Aim of the exercise ▸
From the entries provided below, copy each line that contains the word "PathBuf".

Supplied data ▸
// taleforge - drive the generation orchestrator from the command line

use anyhow::Context;
use clap::{Parser, Subcommand, ValueEnum};
use std::path::PathBuf;
use taleforge::orchestration::{ArtifactContent, ContentKind, GenerationRequest, Payload, Role};
use taleforge::{Credentials, Orchestrator, TaleforgeConfig};
use termimad::{MadSkin, crossterm::style::Color};
use tracing_subscriber::{layer::SubscriberExt, util::SubscriberInitExt};

#[derive(Parser, Debug)]
#[command(author, version, about = "Generate adventure text, images and speech", long_about = None)]
struct Args {
    /// Path to configuration file (TOML); defaults to the user config dir
    #[arg(short, long, global = true)]
    config: Option<PathBuf>,

    /// Verbose logging
    #[arg(short, long, global = true)]
    verbose: bool,

    #[command(subcommand)]
    command: Command,
}

#[derive(clap::Args, Debug)]
struct Common {
    /// Model id (falls back to the default for the kind)
    #[arg(short, long)]
    model: Option<String>,

    /// Family-friendly mode with a second moderation pass
    #[arg(long)]
    safe: bool,

    /// Language to respond in
    #[arg(short, long)]
    language: Option<String>,
}

#[derive(clap::Args, Debug)]
struct Scene {
    /// Free prompt text
    #[arg(short, long, conflicts_with_all = ["context", "action"])]
    prompt: Option<String>,

    /// Recent story lines (`Sender: text`, one per line)
    #[arg(long)]
    context: Option<String>,

    /// The action to answer or illustrate
    #[arg(short, long)]
    action: Option<String>,
}

impl Scene {
    fn payload(self) -> anyhow::Result<Payload> {
        match (self.prompt, self.action) {
            (Some(prompt), _) => Ok(Payload::prompt(prompt)),
            (None, Some(action)) => Ok(Payload::scene(self.context.unwrap_or_default(), action)),
            (None, None) => anyhow::bail!("Either --prompt or --action is required"),
        }
    }
}

#[derive(Debug, Clone, Copy, ValueEnum)]
enum RoleArg {
    /// Dungeon Master
    Narrator,
    /// Player character
    Character,
}

#[derive(Debug, Clone, Copy, ValueEnum)]
enum KindArg {
    Text,
    Image,
    Tts,
    Stt,
}

impl From<KindArg> for ContentKind {
    fn from(kind: KindArg) -> Self {
        match kind {
            KindArg::Text => ContentKind::Text,
            KindArg::Image => ContentKind::Image,
            KindArg::Tts => ContentKind::SpeechSynthesis,
            KindArg::Stt => ContentKind::SpeechRecognition,
        }
    }
}

#[derive(Subcommand, Debug)]
enum Command {
    /// Generate the next story turn
    Narrate {
        #[command(flatten)]
        scene: Scene,
        #[command(flatten)]
        common: Common,
        #[arg(short, long, value_enum, default_value = "narrator")]
        role: RoleArg,
    },
    /// Illustrate a story moment
    Illustrate {
        #[command(flatten)]
        scene: Scene,
        #[command(flatten)]
        common: Common,
        /// Art style, e.g. "hand-drawn"
        #[arg(short, long)]
        style: Option<String>,
        /// Story theme
        #[arg(short, long)]
        theme: Option<String>,
        /// Output file path (PNG format)
        #[arg(short, long, default_value = "scene.png")]
        output: PathBuf,
    },
    /// Synthesize speech
    Speak {
        /// Text to speak
        text: String,
        #[command(flatten)]
        common: Common,
        #[arg(long)]
        voice: Option<String>,
        #[arg(short, long, default_value = "speech.mp3")]
        output: PathBuf,
    },
    /// Transcribe recorded speech
    Transcribe {
        /// Audio file (webm)
        input: PathBuf,
        #[command(flatten)]
        common: Common,
    },
    /// List models
    Models {
        #[arg(short, long, value_enum)]
        kind: Option<KindArg>,
    },
    /// List voices of a speech model
    Voices {
        #[arg(short, long)]
        model: Option<String>,
    },
    /// Show orchestrator health
    Health,
}

fn create_markdown_skin() -> MadSkin {
    let mut skin = MadSkin::default();
    skin.headers[0].set_fg(Color::Cyan);
    skin.bold.set_fg(Color::White);
    skin.italic.set_fg(Color::Magenta);
    skin.bullet.set_fg(Color::Green);
    skin
}

fn apply(request: GenerationRequest, common: Common) -> GenerationRequest {
    let mut request = request.with_safety_mode(common.safe);
    if let Some(model) = common.model {
        request = request.with_model(model);
    }
    if let Some(language) = common.language {
        request = request.with_language(language);
    }
    request
}

#[tokio::main]
async fn main() -> anyhow::Result<()> {
    if let Err(e) = dotenvy::dotenv() {
        if !e.not_found() {
            eprintln!("⚠ .env file couldn't be loaded: {}", e);
        }
    }

    let args = Args::parse();

    let log_level = if args.verbose {
        tracing::Level::DEBUG
    } else {
        tracing::Level::INFO
    };
    tracing_subscriber::registry()
        .with(
            tracing_subscriber::EnvFilter::try_from_default_env()
                .unwrap_or_else(|_| format!("taleforge={}", log_level).into()),
        )
        .with(tracing_subscriber::fmt::layer().with_writer(std::io::stderr))
        .init();

    let config = TaleforgeConfig::load(args.config.as_deref())?;
    let orchestrator = Orchestrator::from_config(&config, &Credentials::from_env())?;

    match args.command {
        Command::Narrate { scene, common, role } => {
            let role = match role {
                RoleArg::Narrator => Role::Narrator,
                RoleArg::Character => Role::Character,
            };
            let request = apply(GenerationRequest::text(scene.payload()?), common).with_role(role);
            let artifact = orchestrator.generate(request).await?;

            let skin = create_markdown_skin();
            if let ArtifactContent::Text { text, turn } = &artifact.content {
                match turn {
                    Some(turn) => {
                        skin.print_text(&format!("# {}\n\n{}\n", turn.role, turn.content));
                        for option in &turn.options {
                            skin.print_text(&format!("* {}", option));
                        }
                    }
                    None => skin.print_text(text),
                }
            }
            if artifact.substituted {
                eprintln!("(content was rewritten by the safety check)");
            }
        }
        Command::Illustrate {
            scene,
            common,
            style,
            theme,
            output,
        } => {
            let mut request = apply(GenerationRequest::image(scene.payload()?), common);
            if let Some(style) = style {
                request = request.with_style(style);
            }
            if let Some(theme) = theme {
                request = request.with_theme(theme);
            }
            let artifact = orchestrator.generate(request).await?;
            if let ArtifactContent::Image { png, prompt } = &artifact.content {
                std::fs::write(&output, png).with_context(|| format!("Failed to write {}", output.display()))?;
                println!("✓ {} saved to {}", artifact.model_id, output.display());
                println!("  Prompt: {}", prompt);
            }
        }
        Command::Speak {
            text,
            common,
            voice,
            output,
        } => {
            let mut request = apply(GenerationRequest::speech(text), common);
            if let Some(voice) = voice {
                request = request.with_voice(voice);
            }
            let artifact = orchestrator.generate(request).await?;
            if let ArtifactContent::Audio { bytes, mime } = &artifact.content {
                std::fs::write(&output, bytes).with_context(|| format!("Failed to write {}", output.display()))?;
                println!("✓ {} ({}) saved to {}", artifact.model_id, mime, output.display());
            }
        }
        Command::Transcribe { input, common } => {
            let audio = std::fs::read(&input).with_context(|| format!("Failed to read {}", input.display()))?;
            let artifact = orchestrator
                .generate(apply(GenerationRequest::transcription(audio), common))
                .await?;
            if let Some(text) = artifact.text() {
                println!("{}", text);
            }
        }
        Command::Models { kind } => {
            let kinds = match kind {
                Some(kind) => vec![ContentKind::from(kind)],
                None => ContentKind::ALL.to_vec(),
            };
            for kind in kinds {
                println!("{}:", kind);
                for model in orchestrator.models(kind) {
                    let marker = if model.default { "*" } else { " " };
                    println!(
                        " {} {:<18} {:<28} {:?}/{:?}",
                        marker, model.id, model.name, model.locality, model.resource_class
                    );
                }
            }
        }
        Command::Voices { model } => {
            for voice in orchestrator.voices(model.as_deref())? {
                println!("{:<12} {}", voice.id, voice.name);
            }
        }
        Command::Health => {
            println!("{}", serde_json::to_string_pretty(&orchestrator.health())?);
        }
    }

    Ok(())
}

Solution for this problem ▸
use std::path::PathBuf;
    config: Option<PathBuf>,
        output: PathBuf,
        output: PathBuf,
        input: PathBuf,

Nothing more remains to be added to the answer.